Johnathan Freedland on Britishness

Apologies, but I think that Jonathan Freedland has finally lost it altogether. One of our national songs (whether something so jingoistic ought to be one is a different question from whether it is one) has this refrain:

Rule, Britannia! Britannia, rule the waves:
Britons never will be slaves.

Freedland today states:

Happily, there’s a simple solution: make everyone pass the same test. I
mean it. At the age of 18, every person on these islands should only
become a citizen once they have met a set of requirements, including a
spell of community work.

Enforced community work. Your labour, uncompensated, directed as your Lords and Masters insist.

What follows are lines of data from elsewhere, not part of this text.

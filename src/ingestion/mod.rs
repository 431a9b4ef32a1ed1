//! PDF ingestion pipeline.
//!
//! Each file flows through extraction and splitting ([`extract`], [`splitter`]), then cleaning,
//! validation, fingerprinting, and dedup ([`preprocess`]), and finally batched writes into the
//! vector index ([`indexer`]). [`coordinator`] walks the source directory and ties the stages
//! together, one file at a time.

pub mod cleaner;
pub mod coordinator;
pub mod extract;
pub mod hasher;
pub mod indexer;
pub mod preprocess;
pub mod splitter;
pub mod types;
pub mod validator;

pub use cleaner::clean_text;
pub use coordinator::IngestionCoordinator;
pub use extract::{DocumentExtractor, PdfExtractor};
pub use hasher::content_hash;
pub use indexer::{BatchIndexer, IndexerSettings, validate_batch};
pub use preprocess::{DocumentPreprocessor, remove_duplicate_chunks, title_from_filename};
pub use splitter::{SplitterConfig, TextSplitter};
pub use types::{
    BatchError, BatchValidationError, ChunkMetadata, ExtractionError, FileFailure, FileReport,
    IndexingReport, IngestionError, IngestionSummary, PreprocessStats, ProcessedChunk, RawChunk,
};
pub use validator::{ChunkRejection, ChunkValidator, ValidationThresholds};
//! Cheap deterministic fingerprint used to drop duplicate chunks within a file.

/// Fingerprint `text` with a 32-bit polynomial rolling hash (`h = h * 31 + c`).
///
/// Character codes are UTF-16 code units and the accumulator wraps in signed 32-bit space, so
/// the decimal output (sign included) is stable across runs and platforms. This is not a
/// cryptographic digest; equal text always hashes equally, distinct text may collide.
pub fn content_hash(text: &str) -> String {
    text.encode_utf16()
        .fold(0_i32, |hash, unit| {
            hash.wrapping_mul(31).wrapping_add(i32::from(unit))
        })
        .to_string()
}

#[cfg(test)]
mod tests {
    use super::content_hash;
    use proptest::prelude::*;

    #[test]
    fn empty_text_hashes_to_zero() {
        assert_eq!(content_hash(""), "0");
    }

    #[test]
    fn matches_known_values() {
        assert_eq!(content_hash("a"), "97");
        assert_eq!(content_hash("ab"), "3105");
        assert_eq!(content_hash("hello"), "99162322");
    }

    #[test]
    fn wraps_into_negative_range() {
        let hash = content_hash("Hello World, this sentence overflows thirty-two bits.");
        assert!(hash.parse::<i32>().is_ok());
        assert_eq!(content_hash("polygenelubricants"), "-2147483648");
    }

    #[test]
    fn hashes_astral_characters_as_surrogate_pairs() {
        // U+1F600 encodes as 0xD83D 0xDE00.
        let expected = (0xD83D_i32 * 31 + 0xDE00).to_string();
        assert_eq!(content_hash("\u{1F600}"), expected);
    }

    proptest! {
        #[test]
        fn same_text_same_hash(text in "\\PC{0,200}") {
            prop_assert_eq!(content_hash(&text), content_hash(&text.clone()));
        }
    }
}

That is, that in order to become a Briton, one who will never be a slave, you must first proffer yourself as a slave to the State.

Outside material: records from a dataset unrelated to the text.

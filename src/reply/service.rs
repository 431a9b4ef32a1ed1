//! Question answering over the indexed documents.

use std::sync::Arc;
use std::time::Instant;

use super::moderation::{ContentModerator, is_query_meaningful};
use super::prompt::{answer_prompt, build_context, contextualize_prompt};
use super::session::{SessionStore, session_key};
use super::types::{HistoryMessage, ReplyError, ReplyRequest, ReplyResponse, SourceReference};
use crate::config::Config;
use crate::llm::LanguageModel;
use crate::vector_index::VectorIndex;

/// Limits applied by [`ReplyService`].
#[derive(Debug, Clone, Copy, PartialEq, Eq)]
pub struct ReplySettings {
    /// Questions are cut to this many characters.
    pub max_query_chars: usize,
    /// Most recent history messages fed to the contextualizer.
    pub history_window: usize,
    /// Documents retrieved per question.
    pub top_k: usize,
}

impl Default for ReplySettings {
    fn default() -> Self {
        Self {
            max_query_chars: 300,
            history_window: 6,
            top_k: 3,
        }
    }
}

impl ReplySettings {
    /// Settings taken from the loaded configuration.
    pub fn from_config(config: &Config) -> Self {
        Self {
            max_query_chars: config.max_query_chars,
            history_window: config.history_window,
            top_k: config.retrieval_top_k.max(1),
        }
    }
}

/// Answers questions with retrieval-augmented generation and per-session memory.
pub struct ReplyService {
    llm: Arc<dyn LanguageModel>,
    index: Arc<dyn VectorIndex>,
    moderator: Arc<dyn ContentModerator>,
    sessions: Arc<dyn SessionStore>,
    settings: ReplySettings,
}

struct ValidatedRequest {
    key: String,
    question: String,
    consent_timestamp: Option<String>,
}

impl ReplyService {
    /// Assemble the service from its collaborators.
    pub fn new(
        llm: Arc<dyn LanguageModel>,
        index: Arc<dyn VectorIndex>,
        moderator: Arc<dyn ContentModerator>,
        sessions: Arc<dyn SessionStore>,
        settings: ReplySettings,
    ) -> Self {
        Self {
            llm,
            index,
            moderator,
            sessions,
            settings,
        }
    }

    /// Validate, moderate, contextualize, retrieve, answer, and record the exchange.
    pub async fn generate_reply(&self, request: ReplyRequest) -> Result<ReplyResponse, ReplyError> {
        let started = Instant::now();
        let ValidatedRequest {
            key,
            question,
            consent_timestamp,
        } = validate_request(request, self.settings.max_query_chars)?;

        if !self.moderator.is_content_safe(&question).await {
            return Err(ReplyError::ContentRejected);
        }

        let history = self.sessions.messages(&key).await?;
        let window_start = history.len().saturating_sub(self.settings.history_window);
        let history = &history[window_start..];

        let standalone_question = self
            .llm
            .complete(&contextualize_prompt(history, &question))
            .await?;
        tracing::debug!(
            session = %key,
            history = history.len(),
            standalone = %standalone_question,
            "Contextualized question"
        );

        let documents = self
            .index
            .similarity_search(&standalone_question, self.settings.top_k)
            .await?;
        let context = build_context(&documents);
        tracing::debug!(documents = documents.len(), "Retrieved context");

        let answer = self
            .llm
            .complete(&answer_prompt(&context, &standalone_question))
            .await?;
        if answer.trim().is_empty() {
            return Err(ReplyError::InvalidResponse);
        }

        self.sessions
            .append(
                &key,
                vec![
                    HistoryMessage::human(standalone_question.clone()),
                    HistoryMessage::ai(answer.clone()),
                ],
            )
            .await?;

        tracing::info!(
            session = %key,
            consent_timestamp = consent_timestamp.as_deref().unwrap_or("unspecified"),
            sources = documents.len(),
            elapsed_ms = started.elapsed().as_millis() as u64,
            "Generated reply"
        );
        Ok(ReplyResponse {
            answer,
            standalone_question,
            sources: documents.iter().map(SourceReference::from).collect(),
        })
    }
}

/// Check a request in the order the client expects errors reported, then truncate its query.
fn validate_request(
    request: ReplyRequest,
    max_query_chars: usize,
) -> Result<ValidatedRequest, ReplyError> {
    if request.consent_accepted != Some(true) {
        return Err(ReplyError::InvalidRequest("Use policy rejected by user".into()));
    }
    let user_id = non_empty(request.user_id)
        .ok_or_else(|| ReplyError::InvalidRequest("No userId sent".into()))?;
    let session_id = non_empty(request.session_id)
        .ok_or_else(|| ReplyError::InvalidRequest("No sessionId sent".into()))?;
    let query =
        non_empty(request.query).ok_or_else(|| ReplyError::InvalidQuery("No query sent".into()))?;

    let consent_timestamp = non_empty(request.consent_timestamp);
    tracing::info!(
        user_id = %user_id,
        session_id = %session_id,
        consent_timestamp = consent_timestamp.as_deref().unwrap_or("unspecified"),
        "Use policy accepted"
    );

    let question: String = query.chars().take(max_query_chars).collect();
    if !is_query_meaningful(&question) {
        return Err(ReplyError::InvalidQuery("Please provide a more specific question".into()));
    }

    Ok(ValidatedRequest {
        key: session_key(&user_id, &session_id),
        question,
        consent_timestamp,
    })
}

fn non_empty(value: Option<String>) -> Option<String> {
    value.filter(|value| !value.is_empty())
}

Where I come from we still have a stock of gibbets for people who suggest things like this.

7 responses

  1. Mark Wadsworth Avatar
    Mark Wadsworth

    When I am in charge, our national anthem will be changed to “Vin-da-loo” by Fat Les, which happily enough mentions Waterloo (Station).

  2. I notice that he doesn’t say what would happen to the people who failed his test. If they didn’t lose anything significant then nobody would take it seriously, or indeed take it at all. If there were severe penalties it would face massive public resistance, and if it was imposed in spite of that it would only create an angry disenfranchised underclass, making Britain much more divided. Freedland clearly hasn’t thought it through at all.

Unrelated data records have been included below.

use std::path::Path;
use std::sync::{Arc, Mutex};

use async_trait::async_trait;
use httpmock::{Method::DELETE, Method::GET, Method::PUT, MockServer};
use pdfrag::embedding::HashedEmbeddingClient;
use pdfrag::ingestion::{
    BatchIndexer, DocumentExtractor, DocumentPreprocessor, ExtractionError, IndexerSettings,
    IngestionCoordinator, IngestionError, ProcessedChunk, RawChunk, SplitterConfig, TextSplitter,
};
use pdfrag::metrics::IngestionMetrics;
use pdfrag::vector_index::{
    QdrantIndex, QdrantSettings, RetrievedDocument, VectorIndex, VectorIndexError,
};
use reqwest::StatusCode;
use serde_json::{Map, Value, json};
use std::time::Duration;
use tempfile::TempDir;

const SENTENCES: [&str; 4] = [
    "Photovoltaic modules convert incoming sunlight directly into direct current electricity on every rooftop.",
    "String inverters then transform that direct current into grid compatible alternating current for homes.",
    "Battery storage systems shift surplus midday solar generation into the busy evening demand peak hours.",
    "Net metering agreements credit households for the surplus energy they export back to the public grid.",
];

/// Treats file bytes as UTF-8 text, one page per form feed; files starting with `BROKEN` fail.
struct TextExtractor {
    splitter: TextSplitter,
}

impl TextExtractor {
    fn new() -> Self {
        Self {
            splitter: TextSplitter::new(SplitterConfig {
                chunk_size: 120,
                chunk_overlap: 0,
                ..SplitterConfig::default()
            }),
        }
    }
}

#[async_trait]
impl DocumentExtractor for TextExtractor {
    async fn extract_and_split(&self, bytes: Vec<u8>) -> Result<Vec<RawChunk>, ExtractionError> {
        let text = String::from_utf8_lossy(&bytes);
        if text.starts_with("BROKEN") {
            return Err(ExtractionError::Pdf("unsupported encryption".into()));
        }
        let mut chunks = Vec::new();
        for (index, page) in text.split('\u{c}').enumerate() {
            let mut metadata = Map::new();
            metadata.insert("page_number".into(), Value::from(index + 1));
            chunks.extend(self.splitter.split_into_chunks(page, &metadata));
        }
        Ok(chunks)
    }
}

#[derive(Default)]
struct RecordingIndex {
    batches: Mutex<Vec<Vec<ProcessedChunk>>>,
    deletes: Mutex<Vec<String>>,
    fail_delete: bool,
}

#[async_trait]
impl VectorIndex for RecordingIndex {
    fn index_name(&self) -> &str {
        "pdf-docs"
    }

    async fn add_documents(&self, chunks: &[ProcessedChunk]) -> Result<(), VectorIndexError> {
        self.batches.lock().unwrap().push(chunks.to_vec());
        Ok(())
    }

    async fn delete_index(&self, name: &str) -> Result<(), VectorIndexError> {
        self.deletes.lock().unwrap().push(name.to_string());
        if self.fail_delete {
            return Err(VectorIndexError::UnexpectedStatus {
                status: StatusCode::FORBIDDEN,
                body: "forbidden".into(),
            });
        }
        Ok(())
    }

    async fn similarity_search(
        &self,
        _query: &str,
        _k: usize,
    ) -> Result<Vec<RetrievedDocument>, VectorIndexError> {
        Ok(Vec::new())
    }
}

fn coordinator(index: Arc<dyn VectorIndex>, batch_size: usize) -> IngestionCoordinator {
    IngestionCoordinator::new(
        Arc::new(TextExtractor::new()),
        index,
        DocumentPreprocessor::default(),
        BatchIndexer::new(IndexerSettings {
            batch_size,
            pause: Duration::ZERO,
            ..IndexerSettings::default()
        }),
    )
}

fn write(dir: &Path, name: &str, contents: &str) {
    std::fs::write(dir.join(name), contents).expect("write fixture");
}

fn document() -> String {
    SENTENCES.join("\n\n")
}

#[tokio::test]
async fn ingests_pdfs_in_name_order_and_skips_other_entries() {
    let dir = TempDir::new().unwrap();
    write(dir.path(), "b-storage.pdf", &document());
    write(dir.path(), "a-panels.PDF", &document());
    write(dir.path(), "notes.txt", &document());
    std::fs::create_dir(dir.path().join("nested")).unwrap();
    write(&dir.path().join("nested"), "hidden.pdf", &document());

    let index = Arc::new(RecordingIndex::default());
    let metrics = Arc::new(IngestionMetrics::new());
    let summary = coordinator(index.clone(), 25)
        .with_metrics(metrics.clone())
        .run(dir.path(), false)
        .await
        .expect("run");

    let names: Vec<&str> = summary.files.iter().map(|f| f.filename.as_str()).collect();
    assert_eq!(names, vec!["a-panels.PDF", "b-storage.pdf"]);
    assert_eq!(summary.skipped_entries, 2);
    assert!(summary.failures.is_empty());
    assert_eq!(summary.chunks_indexed(), 8);

    let batches = index.batches.lock().unwrap();
    assert_eq!(batches.len(), 2);
    let first = &batches[0][0];
    assert_eq!(first.text(), SENTENCES[0]);
    assert_eq!(first.metadata().filename, "a-panels.PDF");
    assert_eq!(first.metadata().title, "a-panels");
    assert_eq!(first.metadata().source["page_number"], 1);

    let snapshot = metrics.snapshot();
    assert_eq!(snapshot.files_ingested, 2);
    assert_eq!(snapshot.chunks_indexed, 8);
}

#[tokio::test]
async fn duplicate_and_junk_chunks_never_reach_the_index() {
    let dir = TempDir::new().unwrap();
    let junk = "#".repeat(110);
    let text = [SENTENCES[0], SENTENCES[1], "42", SENTENCES[0], junk.as_str()].join("\u{c}");
    write(dir.path(), "doc.pdf", &text);

    let index = Arc::new(RecordingIndex::default());
    let summary = coordinator(index.clone(), 25)
        .run(dir.path(), false)
        .await
        .expect("run");

    let report = &summary.files[0];
    assert_eq!(report.original_chunks, 5);
    assert_eq!(report.skipped_invalid, 2);
    assert_eq!(report.duplicates_removed, 1);
    assert_eq!(report.processed_chunks, 2);

    let texts: Vec<String> = index.batches.lock().unwrap()[0]
        .iter()
        .map(|chunk| chunk.text().to_string())
        .collect();
    assert_eq!(texts, vec![SENTENCES[0], SENTENCES[1]]);
}

#[tokio::test]
async fn failing_file_is_reported_and_run_continues() {
    let dir = TempDir::new().unwrap();
    write(dir.path(), "a.pdf", "BROKEN file");
    write(dir.path(), "b.pdf", &document());

    let index = Arc::new(RecordingIndex::default());
    let metrics = Arc::new(IngestionMetrics::new());
    let summary = coordinator(index, 25)
        .with_metrics(metrics.clone())
        .run(dir.path(), false)
        .await
        .expect("run");

    assert_eq!(summary.failures.len(), 1);
    assert_eq!(summary.failures[0].filename, "a.pdf");
    assert!(summary.failures[0].error.contains("unsupported encryption"));
    assert_eq!(summary.files.len(), 1);
    assert_eq!(metrics.snapshot().files_failed, 1);
}

#[tokio::test]
async fn missing_directory_is_fatal() {
    let dir = TempDir::new().unwrap();
    let missing = dir.path().join("does-not-exist");

    let error = coordinator(Arc::new(RecordingIndex::default()), 25)
        .run(&missing, false)
        .await
        .expect_err("missing directory");
    assert!(matches!(error, IngestionError::SourceDirectory { .. }));
}

#[tokio::test]
async fn failed_index_deletion_does_not_stop_the_run() {
    let dir = TempDir::new().unwrap();
    write(dir.path(), "doc.pdf", &document());

    let index = Arc::new(RecordingIndex {
        fail_delete: true,
        ..RecordingIndex::default()
    });
    let summary = coordinator(index.clone(), 25)
        .run(dir.path(), true)
        .await
        .expect("run");

    assert_eq!(*index.deletes.lock().unwrap(), vec!["pdf-docs".to_string()]);
    assert_eq!(summary.chunks_indexed(), 4);
}

#[tokio::test]
async fn empty_directory_yields_empty_summary() {
    let dir = TempDir::new().unwrap();
    let summary = coordinator(Arc::new(RecordingIndex::default()), 25)
        .run(dir.path(), false)
        .await
        .expect("run");
    assert!(summary.files.is_empty());
    assert_eq!(summary.skipped_entries, 0);
}

#[tokio::test]
async fn qdrant_backend_receives_batched_points() {
    let server = MockServer::start_async().await;
    let delete = server
        .mock_async(|when, then| {
            when.method(DELETE).path("/collections/pdf-docs");
            then.status(200).json_body(json!({ "result": true }));
        })
        .await;
    let exists = server
        .mock_async(|when, then| {
            when.method(GET).path("/collections/pdf-docs");
            then.status(404);
        })
        .await;
    let create = server
        .mock_async(|when, then| {
            when.method(PUT).path("/collections/pdf-docs");
            then.status(200).json_body(json!({ "result": true }));
        })
        .await;
    let upsert = server
        .mock_async(|when, then| {
            when.method(PUT)
                .path("/collections/pdf-docs/points")
                .body_contains("\"title\":\"solar\"");
            then.status(200)
                .json_body(json!({ "result": { "status": "completed" } }));
        })
        .await;

    let index = QdrantIndex::new(
        QdrantSettings {
            url: server.base_url(),
            collection: "pdf-docs".into(),
            api_key: None,
            vector_size: 16,
        },
        Arc::new(HashedEmbeddingClient::new(16)),
    )
    .expect("index");

    let dir = TempDir::new().unwrap();
    write(dir.path(), "solar.pdf", &document());
    let summary = coordinator(Arc::new(index), 3)
        .run(dir.path(), true)
        .await
        .expect("run");

    delete.assert();
    exists.assert_hits(1);
    create.assert_hits(1);
    upsert.assert_hits(2);
    assert_eq!(summary.files[0].indexing.batches_total, 2);
    assert_eq!(summary.files[0].indexing.batches_indexed, 2);
}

  3. Can we open the Bath Municipal Gibbet Warehouse now?

  4. Bob B Avatar
    Bob B

    Browsing books in a branch of WH Smith on the local high street, I came across a self-help tutoring book on passing the Citizenship test. Opening it at random, I noted that it said General Elections are held every five years – which was all on that topic.
    Of course, that is simply false: the last few general elections have been held in 1997, 2001 and 2005 – four years apart. UK General elections are held on the advice of the prime minister to the monarch. By law, five years is the maximum period of time between general elections and any proposal by the House of Commons to extend that maximum period must also be approved by the House of Lords.
    I put the book back of the shelf wondering how much more bum information it contained.

  5. Kay Tie Avatar
    Kay Tie

    “I put the book back of the shelf wondering how much more bum information it contained.”
    It’s full of rubbish, some of it is wrong, some is highly subjective, some is New Labour cant, some is just flavour-of-the-month garbage. An almost total waste of time.
    The Canadians have one, too. My Canadian friends wouldn’t pass it: the setter was obsessed with 19th century constitutional issues.
    What indicates whether you have integrated is whether you can use the word “wanker” properly, that you hold all politicians in contempt, that you understand what “did you spill my pint?” means, and so on.

  6. Bob B Avatar
    Bob B

    I doubt being able to fulfil most of those conditions for integration and I’m a born and raised Londoner.

  7. dsquared Avatar
    dsquared

    [Enforced community work. Your labour, uncompensated, directed as your Lords and Masters insist.
    That is, that in order to become a Briton, one who will never be a slave, you must first proffer yourself as a slave to the State.
    Where I come from we still have a stock of gibbets for people who suggest things like this. ]
    but where you actually live, they had compulsory military service until 2005 – did you not know that when you moved there?
    Tim adds: Sure. I’ve described the draft as being slavery too, even if I am well over the age group to which it applies.